17 Älter und ganz schön verbraucht

Das war alles nicht sehr fruchtbar, Euer Majestät«, unterbrach eine Stimme Mats Dösen.

Etwas stach in sein Gesicht. Das war die schlimmste Matratze, auf der er je geschlafen hatte. Er würde den Wirt so lange prügeln, bis er sein Geld zurückerhalten hatte.

»Der Attentäter ist sehr schwierig zu verfolgen«, fuhr diese nervtötende Stimme fort. »Leute, an denen er vorbeikommt, erinnern sich nicht mehr an ihn. Falls der Prinz der Raben weiß, wie man diese Kreatur aufspüren kann, würde ich das sehr gern hören.«

Warum ließ der Wirt nur diese Leute in sein Zimmer? Er trieb der wachen Welt entgegen und ließ diesen wunderschönen Traum hinter sich, in dem es um Tuon und keine Sorge auf der verdammten Welt gegangen war. Er öffnete das verschlafene Auge und schaute in einen wolkenverhüllten Himmel. Und keineswegs auf die Decke eines Gasthauses.

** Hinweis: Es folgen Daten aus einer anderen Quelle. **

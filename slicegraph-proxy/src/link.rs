//! Link fields.

use serde_json::{Map, Value};

use crate::environment::{FieldContext, LinkResolver, ProxyEnvironment};
use crate::error::{json_kind, FieldError};

/// `link_type` of a link pointing at another document.
pub const DOCUMENT_LINK: &str = "Document";

fn is_document_link(link: &Value) -> bool {
    link.get("link_type").and_then(Value::as_str) == Some(DOCUMENT_LINK)
}

/// URL of a link. Document links go through the resolver; web and media
/// links carry their own `url`; empty links have none.
pub fn url(
    link: &Value,
    field: &FieldContext<'_>,
    resolver: &dyn LinkResolver,
) -> Result<Option<String>, FieldError> {
    if is_document_link(link) {
        return resolver
            .resolve(field, link)
            .map_err(FieldError::LinkResolver);
    }
    Ok(link.get("url").and_then(Value::as_str).map(str::to_string))
}

/// Materialize a link: the original keys plus the resolved `url`, the linked
/// document's node id and the untouched `raw` value.
pub fn materialize(field: &FieldContext<'_>, env: &ProxyEnvironment) -> Result<Value, FieldError> {
    let Value::Object(fields) = field.value else {
        return Err(FieldError::InvalidValue {
            expected: "link object",
            found: json_kind(field.value),
        });
    };

    let url = url(field.value, field, env.link_resolver.as_ref())?;

    let document = match (
        is_document_link(field.value),
        fields.get("type").and_then(Value::as_str),
        fields.get("id").and_then(Value::as_str),
    ) {
        (true, Some(target_type), Some(target_id)) => {
            Value::String(env.node_id(target_type, target_id))
        }
        _ => Value::Null,
    };

    let mut proxied: Map<String, Value> = fields.clone();
    proxied.insert("url".to_string(), url.map_or(Value::Null, Value::String));
    proxied.insert("document".to_string(), document);
    proxied.insert("raw".to_string(), field.value.clone());
    Ok(Value::Object(proxied))
}
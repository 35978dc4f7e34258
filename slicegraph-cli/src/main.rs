//! slicegraph CLI
//!
//! Commands:
//! - `slicegraph compile <schema.json> --id <custom_type>`: print compiled declarations
//! - `slicegraph materialize <document.json> --paths <paths.json>`: print a proxied document
//!
//! Exit codes:
//! - 0: Success
//! - 1: Error

use clap::Parser;
use tracing_subscriber::EnvFilter;

use slicegraph::compile::{run_compile, CompileArgs};
use slicegraph::materialize::run_materialize;
use slicegraph::{Cli, Commands};
use slicegraph_config::load_config;

#[tokio::main]
async fn main() {
    let cli = Cli::parse();

    let filter = if cli.debug {
        EnvFilter::new("slicegraph=debug,slicegraph_schema=debug,slicegraph_proxy=debug,slicegraph_config=debug")
    } else {
        EnvFilter::try_from_default_env().unwrap_or_else(|_| EnvFilter::new("warn"))
    };
    tracing_subscriber::fmt()
        .with_env_filter(filter)
        .with_target(false)
        .with_ansi(false)
        .with_writer(std::io::stderr)
        .init();

    let exit_code = dispatch_command(cli).await;
    std::process::exit(exit_code);
}

/// Dispatch a parsed CLI to the matching command and print its output.
async fn dispatch_command(cli: Cli) -> i32 {
    let config = match load_config() {
        Ok(config) => config,
        Err(e) => {
            eprintln!("Error: {}", e);
            return 1;
        }
    };

    let output = match cli.command {
        Commands::Compile {
            schema,
            id,
            format,
            out_paths,
            type_prefix,
        } => run_compile(&CompileArgs {
            schema: &schema,
            custom_type_id: &id,
            format,
            out_paths: out_paths.as_deref(),
            type_prefix: type_prefix.as_deref().unwrap_or(&config.type_prefix),
        }),
        Commands::Materialize {
            document,
            paths,
            normalize_images,
        } => run_materialize(&document, &paths, normalize_images, &config).await,
    };

    result_to_exit(output.map(|text| println!("{text}")))
}

/// Convert a `Result<(), E: Display>` to an exit code.
fn result_to_exit<E: std::fmt::Display>(result: Result<(), E>) -> i32 {
    match result {
        Ok(()) => 0,
        Err(e) => {
            eprintln!("Error: {:#}", e);
            1
        }
    }
}

#[cfg(test)]
mod tests {
    use super::*;
    use slicegraph::OutputFormat;
    use std::path::PathBuf;

    #[test]
    fn test_cli_parsing_compile_defaults() {
        let cli = Cli::parse_from(["slicegraph", "compile", "page.json", "--id", "page"]);
        assert!(!cli.debug);
        match cli.command {
            Commands::Compile {
                schema,
                id,
                format,
                out_paths,
                type_prefix,
            } => {
                assert_eq!(schema, PathBuf::from("page.json"));
                assert_eq!(id, "page");
                assert_eq!(format, OutputFormat::Sdl);
                assert!(out_paths.is_none());
                assert!(type_prefix.is_none());
            }
            _ => panic!("Expected Compile command"),
        }
    }

    #[test]
    fn test_cli_parsing_compile_json_with_paths() {
        let cli = Cli::parse_from([
            "slicegraph",
            "--debug",
            "compile",
            "page.json",
            "--id",
            "page",
            "--format",
            "json",
            "--out-paths",
            "paths.json",
            "--type-prefix",
            "Cms",
        ]);
        assert!(cli.debug);
        match cli.command {
            Commands::Compile {
                format,
                out_paths,
                type_prefix,
                ..
            } => {
                assert_eq!(format, OutputFormat::Json);
                assert_eq!(out_paths, Some(PathBuf::from("paths.json")));
                assert_eq!(type_prefix.as_deref(), Some("Cms"));
            }
            _ => panic!("Expected Compile command"),
        }
    }

    #[test]
    fn test_cli_parsing_compile_requires_id() {
        assert!(Cli::try_parse_from(["slicegraph", "compile", "page.json"]).is_err());
    }

    #[test]
    fn test_cli_parsing_materialize() {
        let cli = Cli::parse_from([
            "slicegraph",
            "materialize",
            "doc.json",
            "--paths",
            "paths.json",
            "--normalize-images",
            "-d",
        ]);
        assert!(cli.debug);
        match cli.command {
            Commands::Materialize {
                document,
                paths,
                normalize_images,
            } => {
                assert_eq!(document, PathBuf::from("doc.json"));
                assert_eq!(paths, PathBuf::from("paths.json"));
                assert!(normalize_images);
            }
            _ => panic!("Expected Materialize command"),
        }
    }

    #[test]
    fn test_result_to_exit() {
        assert_eq!(result_to_exit(Ok::<(), String>(())), 0);
        assert_eq!(result_to_exit(Err::<(), String>("boom".to_string())), 1);
    }
}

Verfluchte Asche, dachte er stöhnend. Sie waren im Garten eingeschlafen. Er setzte sich auf und entdeckte, dass er abgesehen von dem Tuch um den Hals völlig nackt war. Seine und Tuons Kleidung lag unter ihm ausgebreitet. Sein Gesicht hatte mitten im Unkraut gelegen.

Tuon saß neben ihm und ignorierte die Tatsache, dass sie völlig nackt war. Sie sprach mit einem Totenwächter. Musenge kniete auf einem Knie, hielt den Kopf gesenkt und starrte zu Boden. Trotzdem!

»Beim Licht!«, sagte Mat und griff nach seiner Kleidung. Tuon saß auf seinem Hemd und warf ihm einen ärgerlichen Blick zu, als er versuchte, es unter ihr wegzuziehen.

»Höchsterlauchter«, wandte sich der Wächter mit noch immer abgewandtem Gesicht an Mat. »Ich grüße Euch, wo Ihr erwacht seid.«

»Tuon, warum sitzt du einfach da bloß rum?«, wollte Mat wissen und schaffte es endlich, sein Hemd von diesem knackigen Hintern freizubekommen.

»Als mein Gemahl dürft Ihr mich als Fortuona oder Majestät ansprechen«, sagte Tuon streng. »Es würde mich ausgesprochen ärgern, wenn ich Euch hinrichten lassen müsste, bevor Ihr mir ein Kind schenkt, denn Ihr wachst mir ans Herz. Was diesen Wächter angeht, er gehört zur Totenwache. Sie müssen mich ständig bewachen. Ich habe sie oft in meiner unmittelbaren Nähe, wenn ich bade. Das ist ihre Pflicht, und sein Gesicht ist abgewandt.«

Mat kleidete sich eilig an.

Sie fing ebenfalls an, sich anzuziehen, wenn auch nicht einmal annähernd schnell genug, soweit es ihn betraf. Er hielt nicht viel von einem Wächter, der seine Frau angaffte. Die Stelle, an der sie geschlafen hatten, wurde von niedrigen Blautannen umgeben – hier im Süden eine Seltenheit; möglicherweise hatte man sie ja gezüchtet, weil sie exotisch waren. Auch wenn die Nadeln langsam braun wurden, boten sie dennoch wenigstens ein gewisses Maß an Privatsphäre. Jenseits der Tannen gab es einen Kreis aus anderen Bäumen. Möglicherweise Pfirsichbäume, obwohl das ohne die Blüten schwer zu sagen war.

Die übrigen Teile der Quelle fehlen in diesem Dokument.